### [Required work]
Output, without alteration, the first line of the entries and each line after it, stopping with the line that contains "Western longitude bound in degrees.".

### [Stored data entries]
☆ ☆ ☆ ☆ ☆

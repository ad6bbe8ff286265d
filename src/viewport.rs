/*!
 * The map viewport.
 *
 * The map component reports the visible region after every pan or zoom gesture as four bounds
 * plus the zoom-derived deltas, and the whole thing is replaced at once. Partial updates do not
 * exist in this contract, which keeps the bounds and deltas from ever disagreeing with each
 * other.
 */

use crate::geo::{BoundingBox, Coord};
use serde::{Deserialize, Serialize};

/// The latitude span assumed for zoom-sensitive calculations before the map has reported its
/// first layout.
pub const DEFAULT_LATITUDE_DELTA: f64 = 0.1;

/**
 * The rectangular region currently visible on the map, plus its zoom-derived coordinate deltas.
 *
 * Invariant: north >= south and east >= west. The viewports this app can produce never straddle
 * the antimeridian, so no wraparound handling is done.
 */
#[derive(Debug, Clone, Copy, PartialEq, Serialize, Deserialize)]
pub struct Viewport {
    /// Northern latitude bound in degrees.
    pub north: f64,
    /// Southern latitude bound in degrees.
    pub south: f64,
    /// Eastern longitude bound in degrees.
    pub east: f64,
    /// Western longitude bound in degrees.
    pub west: f64,
    /// The latitude span of the view. Smaller means zoomed further in.
    #[serde(rename = "latitudeDelta")]
    pub latitude_delta: f64,
    /// The longitude span of the view.
    #[serde(rename = "longitudeDelta")]
    pub longitude_delta: f64,
}

impl Viewport {
    /**
     * Build a viewport centered on a coordinate with the given spans.
     *
     * The bounds are the center offset by half a delta in each direction.
     */
    pub fn centered_on(center: Coord, latitude_delta: f64, longitude_delta: f64) -> Self {
        Viewport {
            north: center.lat + latitude_delta / 2.0,
            south: center.lat - latitude_delta / 2.0,
            east: center.lon + longitude_delta / 2.0,
            west: center.lon - longitude_delta / 2.0,
            latitude_delta,
            longitude_delta,
        }
    }

    /**
     * Determine if a coordinate is within the viewport, edges inclusive.
     */
    pub fn contains(&self, coord: Coord) -> bool {
        coord.lat >= self.south
            && coord.lat <= self.north
            && coord.lon >= self.west
            && coord.lon <= self.east
    }

    /// The center of the viewport.
    pub fn center(&self) -> Coord {
        Coord {
            lat: (self.north + self.south) / 2.0,
            lon: (self.east + self.west) / 2.0,
        }
    }

    /// This viewport's bounds as a BoundingBox.
    pub fn bounding_box(&self) -> BoundingBox {
        BoundingBox {
            ll: Coord {
                lat: self.south,
                lon: self.west,
            },
            ur: Coord {
                lat: self.north,
                lon: self.east,
            },
        }
    }
}

#[cfg(test)]
mod test {
    use super::*;

    #[test]
    fn test_contains_is_edge_inclusive() {
        let vp = Viewport {
            north: 45.0,
            south: 44.0,
            east: -119.0,
            west: -120.0,
            latitude_delta: 1.0,
            longitude_delta: 1.0,
        };

        let inside = Coord {
            lat: 44.5,
            lon: -119.5,
        };

        let north_edge = Coord {
            lat: 45.0,
            lon: -119.5,
        };
        let south_edge = Coord {
            lat: 44.0,
            lon: -119.5,
        };
        let east_edge = Coord {
            lat: 44.5,
            lon: -119.0,
        };
        let west_edge = Coord {
            lat: 44.5,
            lon: -120.0,
        };

        assert!(vp.contains(inside));
        assert!(vp.contains(north_edge));
        assert!(vp.contains(south_edge));
        assert!(vp.contains(east_edge));
        assert!(vp.contains(west_edge));

        let too_far_north = Coord {
            lat: 45.5,
            lon: -119.5,
        };
        let too_far_west = Coord {
            lat: 44.5,
            lon: -120.5,
        };

        assert!(!vp.contains(too_far_north));
        assert!(!vp.contains(too_far_west));
    }

    #[test]
    fn test_centered_on() {
        let center = Coord {
            lat: -33.87,
            lon: 151.21,
        };

        let vp = Viewport::centered_on(center, 0.03, 0.03);

        assert!((vp.north - (-33.87 + 0.015)).abs() < 1.0e-12);
        assert!((vp.south - (-33.87 - 0.015)).abs() < 1.0e-12);
        assert!((vp.east - (151.21 + 0.015)).abs() < 1.0e-12);
        assert!((vp.west - (151.21 - 0.015)).abs() < 1.0e-12);
        assert!(vp.center().are_close(center, 1.0e-9));
    }

    #[test]
    fn test_bounding_box_round_trip() {
        let vp = Viewport {
            north: 45.0,
            south: 44.0,
            east: -119.0,
            west: -120.0,
            latitude_delta: 1.0,
            longitude_delta: 1.0,
        };

        let bbox = vp.bounding_box();

        assert_eq!(bbox.ll.lat, 44.0);
        assert_eq!(bbox.ll.lon, -120.0);
        assert_eq!(bbox.ur.lat, 45.0);
        assert_eq!(bbox.ur.lon, -119.0);
    }
}
use clap::Parser;
use log::LevelFilter;
use propmap::{
    ClusterConfig, CompassEngine, PropMapError, PropMapResult, Property, Viewport,
};
use simple_logger::SimpleLogger;
use std::{fs::File, io::BufReader, path::PathBuf};

/*-------------------------------------------------------------------------------------------------
 *                               Parse Command Line Arguments
 *-----------------------------------------------------------------------------------------------*/
///
/// Show a clustering pass over a listings file.
///
/// This program reads a JSON file of property listings in the backend payload shape, applies a
/// viewport, runs one filter and cluster pass, and logs the visible set, the marker density, and
/// every cluster. It exists for eyeballing what the map will draw for a given data set and view.
///
#[derive(Debug, Parser)]
#[clap(bin_name = "showclusters")]
#[clap(author, version, about)]
struct ShowClustersOptions {
    /// The path to the JSON listings file.
    ///
    /// If this is not specified, then the program will check for it in the "PROPMAP_LISTINGS"
    /// environment variable.
    #[clap(short, long)]
    #[clap(env = "PROPMAP_LISTINGS")]
    listings_file: PathBuf,

    /// The viewport as south,west,north,east,latitudeDelta,longitudeDelta
    ///
    /// If this is not specified, no viewport is applied: every located listing counts as visible
    /// and clustering runs at the default zoom.
    #[clap(parse(try_from_str=parse_viewport))]
    #[clap(allow_hyphen_values = true)]
    viewport: Option<Viewport>,

    /// Grouping radius in pixel-equivalent units.
    #[clap(short, long, default_value_t = 60.0)]
    radius: f64,

    /// The smallest group drawn as a cluster marker.
    #[clap(short, long, default_value_t = 2)]
    min_cluster_size: usize,

    /// Verbose output
    #[clap(short, long)]
    verbose: bool,
}

/// Parse a viewport argument.
fn parse_viewport(
    vp_str: &str,
) -> Result<Viewport, Box<dyn std::error::Error + Send + Sync + 'static>> {
    let parts: Vec<_> = vp_str.split(',').collect();

    if parts.len() != 6 {
        return Err(Box::new(PropMapError {
            msg: "expected south,west,north,east,latitudeDelta,longitudeDelta",
        }));
    }

    let south: f64 = parts[0].trim().parse()?;
    let west: f64 = parts[1].trim().parse()?;
    let north: f64 = parts[2].trim().parse()?;
    let east: f64 = parts[3].trim().parse()?;
    let latitude_delta: f64 = parts[4].trim().parse()?;
    let longitude_delta: f64 = parts[5].trim().parse()?;

    if north < south || east < west {
        return Err(format!(
            concat!(
                "south/west must not exceed north/east:",
                " south={} north={} west={} east={}"
            ),
            south, north, west, east
        )
        .into());
    }

    if south < -90.0 || north > 90.0 || west < -180.0 || east > 180.0 {
        return Err(format!(
            concat!(
                "bounds are out of range (-90.0 to 90.0 and -180.0 to 180.0):",
                " south={} north={} west={} east={}"
            ),
            south, north, west, east
        )
        .into());
    }

    Ok(Viewport {
        north,
        south,
        east,
        west,
        latitude_delta,
        longitude_delta,
    })
}

/*-------------------------------------------------------------------------------------------------
 *                                             Main
 *-----------------------------------------------------------------------------------------------*/
fn main() -> PropMapResult<()> {
    let opts = ShowClustersOptions::parse();

    let level = if opts.verbose {
        LevelFilter::Debug
    } else {
        LevelFilter::Info
    };
    SimpleLogger::new()
        .with_level(level)
        .with_module_level("propmap", LevelFilter::Debug)
        .init()?;

    let file = File::open(&opts.listings_file)?;
    let listings: Vec<Property> = serde_json::from_reader(BufReader::new(file))?;
    log::info!(
        "loaded {} listings from {}",
        listings.len(),
        opts.listings_file.display()
    );

    let config = ClusterConfig {
        radius: opts.radius,
        min_cluster_size: opts.min_cluster_size,
        ..ClusterConfig::default()
    };

    let mut engine = CompassEngine::with_config(config);
    engine.set_properties(listings);

    if let Some(viewport) = opts.viewport {
        engine.update_viewport(viewport);
    }

    let density = engine.density();

    log::info!("");
    log::info!("   total listings - {:>9}", engine.properties().len());
    log::info!(" visible listings - {:>9}", engine.visible_properties().len());
    log::info!("         clusters - {:>9}", engine.clusters().len());
    log::info!("          density - {:>9}", Into::<&'static str>::into(density));
    log::info!("");

    for cluster in engine.clusters() {
        log::info!("          cluster - {}", cluster.id);
        log::info!("         centroid - {:.6},{:.6}", cluster.centroid.lat, cluster.centroid.lon);
        log::info!("            count - {:>9}", cluster.count);
        log::info!(
            "      price range - {:.0} to {:.0}",
            cluster.price_range.min,
            cluster.price_range.max
        );
        log::info!("");
    }

    if engine.clusters().is_empty() {
        log::warn!("No clusters at this zoom level.");
    }

    Ok(())
}
use crossterm::{
    cursor,
    event::{
        self, DisableMouseCapture, EnableMouseCapture, KeyCode, KeyEvent, KeyEventKind,
        KeyModifiers, MouseButton, MouseEvent, MouseEventKind,
    },
    execute, queue, terminal,
};
use dishrs::{Cell, Glyph, Grid, Pos2};
use std::{io, time::Duration};

pub enum ConsoleCommand {
    Exit,
    Start,
    Pause,
    Step,
    RandomFill,
    Clear,
    ToggleBoundary,
    /// Start when paused, pause when running
    TogglePause,
    Faster,
    Slower,
    /// Flip the cell under a left click
    Toggle(Pos2),
    /// Put the ant under a right click
    MoveMarker(Pos2),
    Handled,
}

/// Maps between grid positions and terminal cells for a panned view
#[derive(Debug, Clone, Copy, Default, PartialEq, Eq)]
pub struct Viewport {
    tl: Pos2,
}
impl Viewport {
    /// Grid position under terminal cell `(column, row)`
    pub fn to_grid(self, column: u16, row: u16) -> Pos2 {
        self.tl
            + Pos2 {
                x: column as i32,
                y: row as i32,
            }
    }

    /// Terminal cell showing `pos`, if it is on screen
    pub fn to_screen(self, pos: Pos2) -> Option<(u16, u16)> {
        let rel = pos - self.tl;
        Some((u16::try_from(rel.x).ok()?, u16::try_from(rel.y).ok()?))
    }

    fn pan(&mut self, x: i32, y: i32) {
        self.tl = self.tl + Pos2 { x, y };
    }
}

pub struct ConsoleRender {
    view: Viewport,
    report: String,
}
impl ConsoleRender {
    pub fn new() -> io::Result<Self> {
        terminal::enable_raw_mode()?;
        execute!(io::stdout(), cursor::Hide, EnableMouseCapture)?;
        Ok(Self {
            view: Viewport::default(),
            report: String::new(),
        })
    }

    pub fn render<C: Cell + Glyph>(&self, grid: &Grid<C>) -> io::Result<()> {
        let (cols, rows) = terminal::size()?;
        // the last row holds the report
        let br = self.view.to_grid(cols, rows.saturating_sub(1));
        let mut stdout = io::stdout();
        queue!(stdout, terminal::Clear(terminal::ClearType::All))?;
        let mut buf = [0u8; 4];
        for (pos, cell) in grid.window(self.view.tl, br).iter() {
            let Some((x, y)) = self.view.to_screen(pos) else {
                continue;
            };
            queue!(stdout, cursor::MoveTo(x, y))?;
            io::Write::write_all(&mut stdout, cell.glyph().encode_utf8(&mut buf).as_bytes())?;
        }

        // write footer
        queue!(stdout, cursor::MoveTo(0, rows.saturating_sub(1)))?;
        io::Write::write_all(&mut stdout, self.report.as_bytes())?;

        io::Write::flush(&mut stdout)
    }

    /// Waits up to `timeout` for one input event and maps it to a command
    pub fn poll_events(&mut self, timeout: Duration) -> io::Result<Option<ConsoleCommand>> {
        if !event::poll(timeout)? {
            return Ok(None);
        }

        let cmd = match event::read()? {
            event::Event::Key(KeyEvent {
                code: KeyCode::Char('c'),
                modifiers: KeyModifiers::CONTROL,
                ..
            }) => ConsoleCommand::Exit,
            event::Event::Key(KeyEvent {
                code,
                kind: KeyEventKind::Press,
                ..
            }) => match code {
                KeyCode::Char('q') => ConsoleCommand::Exit,
                KeyCode::Char('s') => ConsoleCommand::Start,
                KeyCode::Char('p') => ConsoleCommand::Pause,
                KeyCode::Char('r') => ConsoleCommand::RandomFill,
                KeyCode::Char('c') => ConsoleCommand::Clear,
                KeyCode::Char('b') => ConsoleCommand::ToggleBoundary,
                KeyCode::Char(' ') => ConsoleCommand::TogglePause,
                KeyCode::Right => ConsoleCommand::Step,
                KeyCode::Up => ConsoleCommand::Faster,
                KeyCode::Down => ConsoleCommand::Slower,
                // vim keys to pan the viewport
                KeyCode::Char('h') => self.pan(-1, 0),
                KeyCode::Char('j') => self.pan(0, 1),
                KeyCode::Char('k') => self.pan(0, -1),
                KeyCode::Char('l') => self.pan(1, 0),
                _ => ConsoleCommand::Handled,
            },
            event::Event::Mouse(MouseEvent {
                kind: MouseEventKind::Down(button),
                column,
                row,
                ..
            }) => {
                let pos = self.view.to_grid(column, row);
                match button {
                    MouseButton::Left => ConsoleCommand::Toggle(pos),
                    MouseButton::Right => ConsoleCommand::MoveMarker(pos),
                    _ => ConsoleCommand::Handled,
                }
            }
            _ => ConsoleCommand::Handled,
        };
        Ok(Some(cmd))
    }

    fn pan(&mut self, x: i32, y: i32) -> ConsoleCommand {
        self.view.pan(x, y);
        ConsoleCommand::Handled
    }

    pub fn set_report(&mut self, report: String) {
        self.report = report;
    }
}
impl Drop for ConsoleRender {
    fn drop(&mut self) {
        if let Err(err) = terminal::disable_raw_mode() {
            tracing::error!(?err, "failed to disable raw mode");
        }
        if let Err(err) = execute!(io::stdout(), DisableMouseCapture, cursor::Show) {
            tracing::error!(?err, "failed to restore cursor");
        }
    }
}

☆ ☆ ☆ ☆ ☆

### [Solution to this exercise]
repository ad6bbe8ff286265d
filename src/viewport.rs
/*!
 * The map viewport.
 *
 * The map component reports the visible region after every pan or zoom gesture as four bounds
 * plus the zoom-derived deltas, and the whole thing is replaced at once. Partial updates do not
 * exist in this contract, which keeps the bounds and deltas from ever disagreeing with each
 * other.
 */

use crate::geo::{BoundingBox, Coord};
use serde::{Deserialize, Serialize};

/// The latitude span assumed for zoom-sensitive calculations before the map has reported its
/// first layout.
pub const DEFAULT_LATITUDE_DELTA: f64 = 0.1;

/**
 * The rectangular region currently visible on the map, plus its zoom-derived coordinate deltas.
 *
 * Invariant: north >= south and east >= west. The viewports this app can produce never straddle
 * the antimeridian, so no wraparound handling is done.
 */
#[derive(Debug, Clone, Copy, PartialEq, Serialize, Deserialize)]
pub struct Viewport {
    /// Northern latitude bound in degrees.
    pub north: f64,
    /// Southern latitude bound in degrees.
    pub south: f64,
    /// Eastern longitude bound in degrees.
    pub east: f64,
    /// Western longitude bound in degrees.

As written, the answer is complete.